▸ What you are asked to do: Produce an exact copy of all records below.

====================

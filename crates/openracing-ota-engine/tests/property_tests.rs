//! Property-based tests for chunk retrieval invariants.

use std::time::{Duration, Instant};

use openracing_ota_engine::prelude::*;
use proptest::prelude::*;

/// Transport that accepts every request.
struct Loopback;

impl Transport for Loopback {
    fn is_connected(&self) -> bool {
        true
    }

    fn publish(&mut self, _topic: &str, _payload: &[u8]) -> OtaResult<()> {
        Ok(())
    }

    fn subscribe(&mut self, _topic_filter: &str) -> OtaResult<()> {
        Ok(())
    }
}

#[derive(Default)]
struct Notifications {
    progress: Vec<(u32, u32)>,
    finished: Vec<SessionOutcome>,
}

impl UpdateListener for Notifications {
    fn on_progress(&mut self, current: u32, total: u32) {
        self.progress.push((current, total));
    }

    fn on_finished(&mut self, outcome: &SessionOutcome) {
        self.finished.push(outcome.clone());
    }
}

fn image(len: usize) -> Vec<u8> {
    (0..len).map(|i| (i % 251) as u8).collect()
}

fn chunk_of(image: &[u8], chunk_size: usize, index: u32) -> Vec<u8> {
    image
        .chunks(chunk_size)
        .nth(index as usize)
        .map(<[u8]>::to_vec)
        .unwrap_or_default()
}

fn controller(max_retries: u32) -> SessionController<MemorySink> {
    let config = OtaConfig::builder(FirmwareIdentity::new("X", "1.0.0"))
        .max_retries_per_chunk(max_retries)
        .chunk_timeout(Duration::from_secs(1))
        .build()
        .unwrap_or_else(|_| OtaConfig::new(FirmwareIdentity::new("X", "1.0.0")));
    SessionController::new(&config, MemorySink::new())
}

proptest! {
    #[test]
    fn test_chunk_lengths_sum_to_total_size(
        total_size in 1..200_000u64,
        chunk_size in 1..8192u32,
    ) {
        let manifest = UpdateManifest::new(FirmwareIdentity::new("X", "2"), total_size, chunk_size)
            .map_err(|e| TestCaseError::fail(e.to_string()))?;

        let mut sum = 0u64;
        for index in 0..manifest.chunk_count() {
            let len = manifest
                .expected_chunk_len(index)
                .ok_or_else(|| TestCaseError::fail("missing chunk length"))?;
            prop_assert!(len >= 1 && len <= u64::from(chunk_size));
            prop_assert_eq!(manifest.chunk_offset(index), sum);
            sum += len;
        }
        prop_assert_eq!(sum, total_size);
        prop_assert_eq!(manifest.expected_chunk_len(manifest.chunk_count()), None);
    }

    #[test]
    fn test_in_order_delivery_completes(
        total_size in 1..20_000usize,
        chunk_size in 1..4096u32,
    ) {
        let mut controller = controller(5);
        let mut transport = Loopback;
        let mut listener = Notifications::default();
        let now = Instant::now();
        let firmware = image(total_size);

        let manifest = UpdateManifest::new(
            FirmwareIdentity::new("X", "2.0.0"),
            total_size as u64,
            chunk_size,
        )
        .map_err(|e| TestCaseError::fail(e.to_string()))?;
        let handle = controller
            .start_session(manifest, now)
            .map_err(|e| TestCaseError::fail(e.to_string()))?;

        for index in 0..handle.chunk_count() {
            controller.tick(&mut transport, &mut listener, now);
            let disposition = controller.handle_chunk_response(
                ChunkResponse {
                    session: handle.id(),
                    chunk_index: index,
                    payload: chunk_of(&firmware, chunk_size as usize, index),
                },
                &mut listener,
                now,
            );
            let accepted = matches!(disposition, ChunkDisposition::Accepted(_));
            prop_assert!(accepted);
        }

        let outcome = controller
            .last_outcome()
            .ok_or_else(|| TestCaseError::fail("session did not finish"))?;
        prop_assert!(outcome.is_success());
        prop_assert_eq!(outcome.summary.bytes_written, total_size as u64);
        prop_assert_eq!(controller.sink().image(), firmware.as_slice());
        prop_assert_eq!(listener.progress.len(), handle.chunk_count() as usize);
    }

    #[test]
    fn test_arbitrary_responses_keep_session_consistent(
        ops in prop::collection::vec((0u8..3, 0u32..6, any::<bool>()), 0..80),
    ) {
        let max_retries = 3;
        let mut controller = controller(max_retries);
        let mut transport = Loopback;
        let mut listener = Notifications::default();
        let mut now = Instant::now();
        let firmware = image(20);

        let manifest = UpdateManifest::new(FirmwareIdentity::new("X", "2.0.0"), 20, 4)
            .map_err(|e| TestCaseError::fail(e.to_string()))?;
        let handle = controller
            .start_session(manifest, now)
            .map_err(|e| TestCaseError::fail(e.to_string()))?;

        let mut last_next = 0u32;
        for (op, index, well_formed) in ops {
            match op {
                0 => {
                    controller.tick(&mut transport, &mut listener, now);
                }
                1 => {
                    let mut payload = chunk_of(&firmware, 4, index);
                    if !well_formed {
                        payload.push(0);
                    }
                    let before = controller.session().map(|s| (s.next_expected_chunk(), s.retries_remaining()));
                    let disposition = controller.handle_chunk_response(
                        ChunkResponse { session: handle.id(), chunk_index: index, payload },
                        &mut listener,
                        now,
                    );
                    if let ChunkDisposition::Discarded(_) = disposition {
                        let after = controller.session().map(|s| (s.next_expected_chunk(), s.retries_remaining()));
                        prop_assert_eq!(before, after);
                    }
                }
                _ => now += Duration::from_millis(400),
            }

            if let Some(session) = controller.session() {
                prop_assert!(session.next_expected_chunk() >= last_next);
                prop_assert!(session.next_expected_chunk() <= handle.chunk_count());
                prop_assert!(session.retries_remaining() <= max_retries);
                prop_assert_eq!(
                    session.bytes_written(),
                    session.manifest().chunk_offset(session.next_expected_chunk())
                );
                last_next = session.next_expected_chunk();
            }
        }

        prop_assert!(listener.finished.len() <= 1);
        let mut previous = 0;
        for (current, total) in &listener.progress {
            prop_assert!(*current > previous);
            prop_assert!(current <= total);
            previous = *current;
        }
    }
}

====================

▸ Result:
filename crates/openracing-ota-engine/tests/property_tests.rs
//! Property-based tests for chunk retrieval invariants.

use std::time::{Duration, Instant};

use openracing_ota_engine::prelude::*;
use proptest::prelude::*;

/// Transport that accepts every request.
struct Loopback;

impl Transport for Loopback {
    fn is_connected(&self) -> bool {
        true
    }

    fn publish(&mut self, _topic: &str, _payload: &[u8]) -> OtaResult<()> {
        Ok(())
    }

    fn subscribe(&mut self, _topic_filter: &str) -> OtaResult<()> {
        Ok(())
    }
}

#[derive(Default)]
struct Notifications {
    progress: Vec<(u32, u32)>,
    finished: Vec<SessionOutcome>,
}

impl UpdateListener for Notifications {
    fn on_progress(&mut self, current: u32, total: u32) {
        self.progress.push((current, total));
    }

    fn on_finished(&mut self, outcome: &SessionOutcome) {
        self.finished.push(outcome.clone());
    }
}

fn image(len: usize) -> Vec<u8> {
    (0..len).map(|i| (i % 251) as u8).collect()
}

fn chunk_of(image: &[u8], chunk_size: usize, index: u32) -> Vec<u8> {
    image
        .chunks(chunk_size)
        .nth(index as usize)
        .map(<[u8]>::to_vec)
        .unwrap_or_default()
}

fn controller(max_retries: u32) -> SessionController<MemorySink> {
    let config = OtaConfig::builder(FirmwareIdentity::new("X", "1.0.0"))
        .max_retries_per_chunk(max_retries)
        .chunk_timeout(Duration::from_secs(1))
        .build()
        .unwrap_or_else(|_| OtaConfig::new(FirmwareIdentity::new("X", "1.0.0")));
    SessionController::new(&config, MemorySink::new())
}

proptest! {
    #[test]
    fn test_chunk_lengths_sum_to_total_size(
        total_size in 1..200_000u64,
        chunk_size in 1..8192u32,
    ) {
        let manifest = UpdateManifest::new(FirmwareIdentity::new("X", "2"), total_size, chunk_size)
            .map_err(|e| TestCaseError::fail(e.to_string()))?;

        let mut sum = 0u64;
        for index in 0..manifest.chunk_count() {
            let len = manifest
                .expected_chunk_len(index)
                .ok_or_else(|| TestCaseError::fail("missing chunk length"))?;
            prop_assert!(len >= 1 && len <= u64::from(chunk_size));
            prop_assert_eq!(manifest.chunk_offset(index), sum);
            sum += len;
        }
        prop_assert_eq!(sum, total_size);
        prop_assert_eq!(manifest.expected_chunk_len(manifest.chunk_count()), None);
    }

    #[test]
    fn test_in_order_delivery_completes(
        total_size in 1..20_000usize,
        chunk_size in 1..4096u32,
    ) {
        let mut controller = controller(5);
        let mut transport = Loopback;
        let mut listener = Notifications::default();
        let now = Instant::now();
        let firmware = image(total_size);

        let manifest = UpdateManifest::new(
            FirmwareIdentity::new("X", "2.0.0"),
            total_size as u64,
            chunk_size,
        )
        .map_err(|e| TestCaseError::fail(e.to_string()))?;
        let handle = controller
            .start_session(manifest, now)
            .map_err(|e| TestCaseError::fail(e.to_string()))?;

        for index in 0..handle.chunk_count() {
            controller.tick(&mut transport, &mut listener, now);
            let disposition = controller.handle_chunk_response(
                ChunkResponse {
                    session: handle.id(),
                    chunk_index: index,
                    payload: chunk_of(&firmware, chunk_size as usize, index),
                },
                &mut listener,
                now,
            );
            let accepted = matches!(disposition, ChunkDisposition::Accepted(_));
            prop_assert!(accepted);
        }

        let outcome = controller
            .last_outcome()
            .ok_or_else(|| TestCaseError::fail("session did not finish"))?;
        prop_assert!(outcome.is_success());
        prop_assert_eq!(outcome.summary.bytes_written, total_size as u64);
        prop_assert_eq!(controller.sink().image(), firmware.as_slice());
        prop_assert_eq!(listener.progress.len(), handle.chunk_count() as usize);
    }

    #[test]
    fn test_arbitrary_responses_keep_session_consistent(
        ops in prop::collection::vec((0u8..3, 0u32..6, any::<bool>()), 0..80),
    ) {
        let max_retries = 3;
        let mut controller = controller(max_retries);
        let mut transport = Loopback;
        let mut listener = Notifications::default();
        let mut now = Instant::now();
        let firmware = image(20);

        let manifest = UpdateManifest::new(FirmwareIdentity::new("X", "2.0.0"), 20, 4)
            .map_err(|e| TestCaseError::fail(e.to_string()))?;
        let handle = controller
            .start_session(manifest, now)
            .map_err(|e| TestCaseError::fail(e.to_string()))?;

        let mut last_next = 0u32;
        for (op, index, well_formed) in ops {
            match op {
                0 => {
                    controller.tick(&mut transport, &mut listener, now);
                }
                1 => {
                    let mut payload = chunk_of(&firmware, 4, index);
                    if !well_formed {
                        payload.push(0);
                    }
                    let before = controller.session().map(|s| (s.next_expected_chunk(), s.retries_remaining()));
                    let disposition = controller.handle_chunk_response(
                        ChunkResponse { session: handle.id(), chunk_index: index, payload },
                        &mut listener,
                        now,
                    );
                    if let ChunkDisposition::Discarded(_) = disposition {
                        let after = controller.session().map(|s| (s.next_expected_chunk(), s.retries_remaining()));
                        prop_assert_eq!(before, after);
                    }
                }
                _ => now += Duration::from_millis(400),
            }

            if let Some(session) = controller.session() {
                prop_assert!(session.next_expected_chunk() >= last_next);
                prop_assert!(session.next_expected_chunk() <= handle.chunk_count());
                prop_assert!(session.retries_remaining() <= max_retries);
                prop_assert_eq!(
                    session.bytes_written(),
                    session.manifest().chunk_offset(session.next_expected_chunk())
                );
                last_next = session.next_expected_chunk();
            }
        }

        prop_assert!(listener.finished.len() <= 1);
        let mut previous = 0;
        for (current, total) in &listener.progress {
            prop_assert!(*current > previous);
            prop_assert!(current <= total);
            previous = *current;
        }
    }
}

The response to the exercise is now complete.